Our ship left Odessa in the evening. We were bombed several times, but we survived. In two days we reached Novorossiysk [700 km to Odessa by sea] where we were accommodated in some storage facility. Later we left in eastern direction by train. An evacuation service was organized to help people evacuate at this hard time. Our trip lasted a month. We were on a freight train with benches in railcars. There were heating stoves in the railcars. When the train stopped we got boiling water, meals and even fuel for stoves. The train was bombed several times. Locomotive operators had to either speed up or pull up to avoid bombs. Every now and then the train stopped and we scattered around to hide from air raids.

I shall never forget when a plane on a low-level flight was firing at defenseless people and we could see the pilot wearing goggles. At one of the stations we saw a train with German families from Povolzhiye that were taken farther inland. The fascists bombed this train and many people perished. Such a paradox of the war! On the way we heard that the Soviet army left Odessa, although we believed it would never happen this way. We didn't have any information about my father. We didn't even have the number of the field post to write to him. My mother was very concerned, but she didn't show it.

In the fall of 1941 we arrived in the town of Kustanai in Kazakhstan [2,450 km from Odessa]. This was a distant location and the train had to get there via a railroad spur.

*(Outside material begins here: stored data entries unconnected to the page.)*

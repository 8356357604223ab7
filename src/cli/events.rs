use anyhow::Result;
use clap::Args;
use flow_analytics::Analytics;
use futuboard_core_types::{BoardId, TicketEvent};

use super::context::CliContext;
use super::output::emit;

#[derive(Args, Clone)]
pub struct BoardArgs {
    /// Board identifier (optional when the snapshot holds a single board)
    #[arg(long)]
    pub board: Option<BoardId>,
}

pub async fn cmd_events(args: BoardArgs, ctx: &CliContext) -> Result<()> {
    let workspace = ctx.workspace().await?;
    let board = workspace.resolve_board(args.board)?;
    let feed = workspace.service.events(board).await?;
    emit(ctx.output(), &feed, |events| render_feed(events))
}

fn render_feed(events: &[TicketEvent]) -> String {
    if events.is_empty() {
        return "No events recorded.".to_string();
    }
    let mut out = String::new();
    for event in events {
        let column = |col: &Option<futuboard_core_types::ColumnId>| {
            col.map(|c| c.to_string()).unwrap_or_else(|| "-".to_string())
        };
        out.push_str(&format!(
            "{}  {:<12} ticket={} {} -> {} size {} -> {}",
            event.event_time.format("%Y-%m-%dT%H:%M:%SZ"),
            event.kind.as_str(),
            event.ticket_id,
            column(&event.old_column),
            column(&event.new_column),
            event.old_size,
            event.new_size,
        ));
        if !event.title.is_empty() {
            out.push_str(&format!("  \"{}\"", event.title));
        }
        out.push('\n');
    }
    out
}
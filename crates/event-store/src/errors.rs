use futuboard_core_types::TicketEventId;
use thiserror::Error;

#[derive(Clone, Debug, Error)]
pub enum EsErrorKind {
    #[error("append rejected: {0}")]
    AppendRejected(String),
    #[error("duplicate ticket event {0}")]
    DuplicateEvent(TicketEventId),
    #[error("{0} not found")]
    NotFound(String),
    #[error("snapshot error: {0}")]
    Snapshot(String),
    #[error("internal error: {0}")]
    Internal(String),
}

#[derive(Clone, Debug, Error)]
#[error(transparent)]
pub struct EsError(pub EsErrorKind);

impl EsError {
    pub fn new(kind: EsErrorKind) -> Self {
        Self(kind)
    }

    pub fn kind(&self) -> &EsErrorKind {
        &self.0
    }

    pub fn is_not_found(&self) -> bool {
        matches!(self.0, EsErrorKind::NotFound(_))
    }
}

impl From<EsErrorKind> for EsError {
    fn from(kind: EsErrorKind) -> Self {
        EsError(kind)
    }
}

pub type EsResult<T> = Result<T, EsError>;
use chrono::{DateTime, TimeZone, Utc};
use futuboard_core_types::{
    Board, BoardId, Column, ColumnId, EventKind, Scope, ScopeId, TicketEvent, TicketId,
};
use futuboard_event_store::{
    EsErrorKind, InMemoryEventStore, SnapshotDocument, StorePolicyView, TicketEventStore,
};
use std::io::Write;

fn at(day: u32, hour: u32) -> DateTime<Utc> {
    Utc.with_ymd_and_hms(2024, 1, day, hour, 0, 0).unwrap()
}

async fn board_with_columns(store: &dyn TicketEventStore, titles: &[&str]) -> (BoardId, Vec<ColumnId>) {
    let board = Board {
        board_id: BoardId::new(),
        title: "Board".into(),
    };
    let board_id = board.board_id;
    store.put_board(board).await.unwrap();
    let mut ids = Vec::new();
    for (idx, title) in titles.iter().enumerate().rev() {
        let column = Column {
            column_id: ColumnId::new(),
            board_id,
            title: (*title).into(),
            ordernum: idx as i32,
        };
        ids.push(column.column_id);
        store.put_column(column).await.unwrap();
    }
    ids.reverse();
    (board_id, ids)
}

fn create(column: ColumnId, size: i64, when: DateTime<Utc>) -> TicketEvent {
    let mut event = TicketEvent::new(TicketId::new(), EventKind::Create, when);
    event.new_column = Some(column);
    event.new_size = size;
    event
}

#[tokio::test]
async fn duplicate_event_ids_are_rejected() {
    let store = InMemoryEventStore::new(StorePolicyView::default());
    let (_, cols) = board_with_columns(store.as_ref(), &["Todo"]).await;
    let event = create(cols[0], 3, at(1, 9));

    store.append(event.clone()).await.unwrap();
    let err = store.append(event.clone()).await.unwrap_err();
    assert!(matches!(err.kind(), EsErrorKind::DuplicateEvent(id) if *id == event.event_id));
}

#[tokio::test]
async fn events_without_known_columns_are_rejected() {
    let store = InMemoryEventStore::new(StorePolicyView::default());
    board_with_columns(store.as_ref(), &["Todo"]).await;

    let orphan = TicketEvent::new(TicketId::new(), EventKind::Update, at(1, 9));
    assert!(matches!(
        store.append(orphan).await.unwrap_err().kind(),
        EsErrorKind::AppendRejected(_)
    ));

    let stray = create(ColumnId::new(), 1, at(1, 9));
    assert!(matches!(
        store.append(stray).await.unwrap_err().kind(),
        EsErrorKind::AppendRejected(_)
    ));
}

#[tokio::test]
async fn reads_are_time_ordered_and_keep_append_order_on_ties() {
    let store = InMemoryEventStore::new(StorePolicyView::default());
    let (board, cols) = board_with_columns(store.as_ref(), &["Todo", "Done"]).await;
    let late = create(cols[0], 1, at(3, 9));
    let tie_a = create(cols[1], 2, at(2, 9));
    let tie_b = create(cols[0], 3, at(2, 9));
    for event in [&late, &tie_a, &tie_b] {
        store.append(event.clone()).await.unwrap();
    }

    let ids: Vec<_> = store
        .board_events(board, None)
        .await
        .unwrap()
        .into_iter()
        .map(|event| event.event_id)
        .collect();
    assert_eq!(ids, vec![tie_a.event_id, tie_b.event_id, late.event_id]);

    let columns = store.columns(board).await.unwrap();
    let titles: Vec<_> = columns.iter().map(|c| c.title.as_str()).collect();
    assert_eq!(titles, vec!["Todo", "Done"]);
}

#[tokio::test]
async fn board_limit_rejects_without_consuming_the_event_id() {
    let store = InMemoryEventStore::new(StorePolicyView {
        max_events_per_board: 1,
    });
    let (_, cols) = board_with_columns(store.as_ref(), &["Todo"]).await;
    let ack = store.append(create(cols[0], 1, at(1, 9))).await.unwrap();
    assert_eq!(ack.board_len, 1);

    let second = create(cols[0], 1, at(1, 10));
    for _ in 0..2 {
        assert!(matches!(
            store.append(second.clone()).await.unwrap_err().kind(),
            EsErrorKind::AppendRejected(_)
        ));
    }
}

#[tokio::test]
async fn forecast_freezes_live_member_sizes_and_can_be_overwritten() {
    let store = InMemoryEventStore::new(StorePolicyView::default());
    let (board, cols) = board_with_columns(store.as_ref(), &["Todo"]).await;
    let first = create(cols[0], 3, at(1, 9));
    let second = create(cols[0], 5, at(1, 9));
    let mut resized = TicketEvent::new(second.ticket_id, EventKind::Update, at(2, 9));
    resized.new_column = Some(cols[0]);
    resized.old_size = 5;
    resized.new_size = 8;
    let mut gone = TicketEvent::new(first.ticket_id, EventKind::Delete, at(3, 9));
    gone.old_column = Some(cols[0]);
    gone.old_size = 3;

    let scope = Scope {
        scope_id: ScopeId::new(),
        board_id: board,
        title: "Sprint".into(),
        tickets: [first.ticket_id, second.ticket_id].into(),
        done_columns: vec![],
        forecast: None,
    };
    let scope_id = scope.scope_id;
    store.put_scope(scope).await.unwrap();
    for event in [first, second, resized, gone] {
        store.append(event).await.unwrap();
    }

    let early = store.set_scope_forecast(scope_id, at(1, 12)).await.unwrap();
    assert_eq!(early.size, 8);
    assert_eq!(early.tickets.len(), 2);

    let late = store.set_scope_forecast(scope_id, at(3, 12)).await.unwrap();
    assert_eq!(late.size, 8);
    assert_eq!(late.tickets.len(), 1);
    assert_eq!(store.scope(scope_id).await.unwrap().forecast, Some(late));
}

#[tokio::test]
async fn snapshot_files_load_into_the_store() {
    let board_id = BoardId::new();
    let column_id = ColumnId::new();
    let raw = serde_json::json!({
        "board": {"boardid": board_id.to_string(), "title": "Imported"},
        "columns": [{
            "columnid": column_id.to_string(),
            "boardid": board_id.to_string(),
            "title": "Todo",
            "ordernum": 0
        }],
        "events": [{
            "ticketeventid": futuboard_core_types::TicketEventId::new().to_string(),
            "ticketid": TicketId::new().to_string(),
            "event_time": "2024-01-01T09:00:00Z",
            "event_type": "CREATE",
            "new_columnid": column_id.to_string(),
            "new_size": 5
        }]
    });
    let mut file = tempfile::NamedTempFile::new().unwrap();
    write!(file, "{raw}").unwrap();

    let document = SnapshotDocument::read_from(file.path()).await.unwrap();
    let store = InMemoryEventStore::new(StorePolicyView::default());
    let mut loaded = 0;
    for board in document.into_boards() {
        loaded += store.load_snapshot(board).await.unwrap();
    }
    assert_eq!(loaded, 1);
    assert_eq!(store.board(board_id).await.unwrap().title, "Imported");
    let events = store.board_events(board_id, None).await.unwrap();
    assert_eq!(events[0].new_size, 5);
}

#[tokio::test]
async fn malformed_snapshots_report_snapshot_errors() {
    let err = SnapshotDocument::from_json("{\"board\": 3}").unwrap_err();
    assert!(matches!(err.kind(), EsErrorKind::Snapshot(_)));

    let missing = SnapshotDocument::read_from(std::path::Path::new("/nonexistent/board.json"))
        .await
        .unwrap_err();
    assert!(matches!(missing.kind(), EsErrorKind::Snapshot(_)));
}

The town was located in the steppe. There were one- storied houses. All inhabitants kept cows that provided milk for food and dung. There were two schools in town. Evacuated people were accommodated in the cultural center. My mother, aunt and I were sitting on our luggage not knowing what was going to happen.

All of a sudden a big, broad-shouldered and strong-willed woman entered the building. She went by all other people and stopped in front of us. She said, 'Get your luggage and follow me'. My mother looked at Aunt Hanna, who said, 'Lets not waste our time and go'. We picked our luggage and followed the woman: my mother, my aunt, Ilia and I. This woman had a house made from saman: bricks made from straw and clay. The house looked very poor inside. Anastasia Mikhailovna, our landlady - or Stura, as we called her - washed us since we had traveled for about a month and were dirty. She gave us food and we stayed in her house. She told us that we were supposed to be taken even farther to the steppe, to some Kazakh settlements where we would be lost for sure, not knowing the language. Stura didn't work. She had a kitchen garden and a cow. Her husband was a military guard, but then he went to the front. They had three children. We stayed in her house for some time. My mother received some allowances per my father's officer certificate. My mother and I wore those same overcoats and leather boots that we received at the storage facility in the last days of the siege of Odessa.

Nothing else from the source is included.